* [BRIEF]: Below are entries to return in full. Keep each one exact.

Collected data:
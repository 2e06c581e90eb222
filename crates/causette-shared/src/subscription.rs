//! Cancellable subscription streams.
//!
//! Every realtime feed in causette (conversation snapshots, relay events,
//! presence updates) is delivered as a [`Subscription`]: an mpsc receiver
//! paired with a guard that aborts the feeding task when the handle is
//! dropped. Dropping the subscription *is* the unsubscribe.

use tokio::sync::mpsc;
use tokio::task::JoinHandle;

/// Aborts the wrapped task when dropped.
///
/// Also used standalone for background loops owned by a component, so tearing
/// the component down stops its tasks.
#[derive(Debug)]
pub struct TaskGuard {
    handle: JoinHandle<()>,
}

impl TaskGuard {
    pub fn new(handle: JoinHandle<()>) -> Self {
        Self { handle }
    }

    /// Stop the task now instead of waiting for the guard to drop.
    pub fn abort(&self) {
        self.handle.abort();
    }

    pub fn is_finished(&self) -> bool {
        self.handle.is_finished()
    }
}

impl Drop for TaskGuard {
    fn drop(&mut self) {
        self.handle.abort();
    }
}

/// A live stream of items produced by a background task.
///
/// `recv` returns `None` once the feeder stops, either because the source
/// closed or because the subscription was cancelled from the producing side.
#[derive(Debug)]
pub struct Subscription<T> {
    rx: mpsc::Receiver<T>,
    _guard: TaskGuard,
}

impl<T> Subscription<T> {
    pub fn new(rx: mpsc::Receiver<T>, guard: TaskGuard) -> Self {
        Self { rx, _guard: guard }
    }

    /// Next item, or `None` when the stream has ended.
    pub async fn recv(&mut self) -> Option<T> {
        self.rx.recv().await
    }

    /// Non-blocking read, for draining in tests.
    pub fn try_recv(&mut self) -> Result<T, mpsc::error::TryRecvError> {
        self.rx.try_recv()
    }
}
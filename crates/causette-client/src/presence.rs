//! Presence lifecycle for the signed-in user.

use chrono::Utc;
use tracing::{debug, warn};

use causette_net::PresenceSession;
use causette_shared::{PresenceRecord, Subscription, UserId, UserProfile};
use causette_store::{ConversationOp, WriteBatch};

use crate::error::Result;
use crate::session::SessionContext;

/// Keeps the local user's presence record current and mirrors their profile
/// into the conversations they participate in.
///
/// Startup failures propagate; everything after that is best-effort and only
/// logged, so a flaky presence backend cannot take the session down.
pub struct PresenceTracker {
    ctx: SessionContext,
    session: Box<dyn PresenceSession>,
}

impl PresenceTracker {
    /// Connect, arm the disconnect write, go online, and fan the profile out.
    ///
    /// The disconnect write is armed before the online write so an abnormal
    /// exit between the two cannot leave the user stuck online.
    pub async fn start(ctx: SessionContext) -> Result<Self> {
        let session = ctx.presence.connect(ctx.user.id).await?;
        let now = Utc::now();
        session.on_disconnect(PresenceRecord::offline(now)).await?;
        session.set(PresenceRecord::online(now)).await?;

        let tracker = Self { ctx, session };
        tracker.publish_profile(true).await;
        Ok(tracker)
    }

    /// Presence stream for another user.
    pub fn watch_user(&self, user: UserId) -> Subscription<PresenceRecord> {
        self.ctx.presence.watch(user)
    }

    /// Go offline and end the presence session.
    pub async fn shutdown(&self) {
        let now = Utc::now();
        if let Err(error) = self.session.set(PresenceRecord::offline(now)).await {
            warn!(user = %self.ctx.user.id, %error, "Offline write failed");
        }
        self.publish_profile(false).await;
        if let Err(error) = self.session.disconnect().await {
            warn!(user = %self.ctx.user.id, %error, "Presence disconnect failed");
        }
    }

    /// Upsert the directory profile and refresh the cached participant
    /// details in every conversation the user is part of.
    async fn publish_profile(&self, online: bool) {
        let user = &self.ctx.user;
        let now = Utc::now();
        let profile = UserProfile {
            id: user.id,
            display_name: user.display_name.clone(),
            email: user.email.clone(),
            photo_url: user.photo_url.clone(),
            online,
            last_seen: Some(now),
        };
        if let Err(error) = self.ctx.store.upsert_profile(profile).await {
            warn!(user = %user.id, %error, "Profile upsert failed");
        }

        let conversations = match self.ctx.store.list_conversations(user.id).await {
            Ok(conversations) => conversations,
            Err(error) => {
                warn!(user = %user.id, %error, "Participant detail refresh skipped");
                return;
            }
        };
        if conversations.is_empty() {
            return;
        }

        let details = user.participant_summary(online, Some(now));
        let mut batch = WriteBatch::new();
        for conversation in &conversations {
            batch.conversation(
                conversation.id,
                ConversationOp::PutParticipantDetails {
                    user: user.id,
                    details: details.clone(),
                },
            );
        }
        match self.ctx.store.commit(batch).await {
            Ok(()) => debug!(
                user = %user.id,
                conversations = conversations.len(),
                online,
                "Participant details refreshed"
            ),
            Err(error) => warn!(user = %user.id, %error, "Participant detail refresh failed"),
        }
    }
}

* [RESPONSE]:
repository 2e06c581e90eb222
filename crates/causette-shared/src/subscription.rs
//! Cancellable subscription streams.
//!
//! Every realtime feed in causette (conversation snapshots, relay events,
//! presence updates) is delivered as a [`Subscription`]: an mpsc receiver
//! paired with a guard that aborts the feeding task when the handle is
//! dropped. Dropping the subscription *is* the unsubscribe.

use tokio::sync::mpsc;
use tokio::task::JoinHandle;

/// Aborts the wrapped task when dropped.
///
/// Also used standalone for background loops owned by a component, so tearing
/// the component down stops its tasks.
#[derive(Debug)]
pub struct TaskGuard {
    handle: JoinHandle<()>,
}

impl TaskGuard {
    pub fn new(handle: JoinHandle<()>) -> Self {
        Self { handle }
    }

    /// Stop the task now instead of waiting for the guard to drop.
    pub fn abort(&self) {
        self.handle.abort();
    }

    pub fn is_finished(&self) -> bool {
        self.handle.is_finished()
    }
}

impl Drop for TaskGuard {
    fn drop(&mut self) {
        self.handle.abort();
    }
}

/// A live stream of items produced by a background task.
///
/// `recv` returns `None` once the feeder stops, either because the source
/// closed or because the subscription was cancelled from the producing side.
#[derive(Debug)]
pub struct Subscription<T> {
    rx: mpsc::Receiver<T>,
    _guard: TaskGuard,
}

impl<T> Subscription<T> {
    pub fn new(rx: mpsc::Receiver<T>, guard: TaskGuard) -> Self {
        Self { rx, _guard: guard }
    }

    /// Next item, or `None` when the stream has ended.
    pub async fn recv(&mut self) -> Option<T> {
        self.rx.recv().await
    }

    /// Non-blocking read, for draining in tests.
    pub fn try_recv(&mut self) -> Result<T, mpsc::error::TryRecvError> {
        self.rx.try_recv()
    }
}
filename crates/causette-client/src/presence.rs
//! Presence lifecycle for the signed-in user.

use chrono::Utc;
use tracing::{debug, warn};

use causette_net::PresenceSession;
use causette_shared::{PresenceRecord, Subscription, UserId, UserProfile};
use causette_store::{ConversationOp, WriteBatch};

use crate::error::Result;
use crate::session::SessionContext;

/// Keeps the local user's presence record current and mirrors their profile
/// into the conversations they participate in.
///
/// Startup failures propagate; everything after that is best-effort and only
/// logged, so a flaky presence backend cannot take the session down.
pub struct PresenceTracker {
    ctx: SessionContext,
    session: Box<dyn PresenceSession>,
}

impl PresenceTracker {
    /// Connect, arm the disconnect write, go online, and fan the profile out.
    ///
    /// The disconnect write is armed before the online write so an abnormal
    /// exit between the two cannot leave the user stuck online.
    pub async fn start(ctx: SessionContext) -> Result<Self> {
        let session = ctx.presence.connect(ctx.user.id).await?;
        let now = Utc::now();
        session.on_disconnect(PresenceRecord::offline(now)).await?;
        session.set(PresenceRecord::online(now)).await?;

        let tracker = Self { ctx, session };
        tracker.publish_profile(true).await;
        Ok(tracker)
    }

    /// Presence stream for another user.
    pub fn watch_user(&self, user: UserId) -> Subscription<PresenceRecord> {
        self.ctx.presence.watch(user)
    }

    /// Go offline and end the presence session.
    pub async fn shutdown(&self) {
        let now = Utc::now();
        if let Err(error) = self.session.set(PresenceRecord::offline(now)).await {
            warn!(user = %self.ctx.user.id, %error, "Offline write failed");
        }
        self.publish_profile(false).await;
        if let Err(error) = self.session.disconnect().await {
            warn!(user = %self.ctx.user.id, %error, "Presence disconnect failed");
        }
    }

    /// Upsert the directory profile and refresh the cached participant
    /// details in every conversation the user is part of.
    async fn publish_profile(&self, online: bool) {
        let user = &self.ctx.user;
        let now = Utc::now();
        let profile = UserProfile {
            id: user.id,
            display_name: user.display_name.clone(),
            email: user.email.clone(),
            photo_url: user.photo_url.clone(),
            online,
            last_seen: Some(now),
        };
        if let Err(error) = self.ctx.store.upsert_profile(profile).await {
            warn!(user = %user.id, %error, "Profile upsert failed");
        }

        let conversations = match self.ctx.store.list_conversations(user.id).await {
            Ok(conversations) => conversations,
            Err(error) => {
                warn!(user = %user.id, %error, "Participant detail refresh skipped");
                return;
            }
        };
        if conversations.is_empty() {
            return;
        }

        let details = user.participant_summary(online, Some(now));
        let mut batch = WriteBatch::new();
        for conversation in &conversations {
            batch.conversation(
                conversation.id,
                ConversationOp::PutParticipantDetails {
                    user: user.id,
                    details: details.clone(),
                },
            );
        }
        match self.ctx.store.commit(batch).await {
            Ok(()) => debug!(
                user = %user.id,
                conversations = conversations.len(),
                online,
                "Participant details refreshed"
            ),
            Err(error) => warn!(user = %user.id, %error, "Participant detail refresh failed"),
        }
    }
}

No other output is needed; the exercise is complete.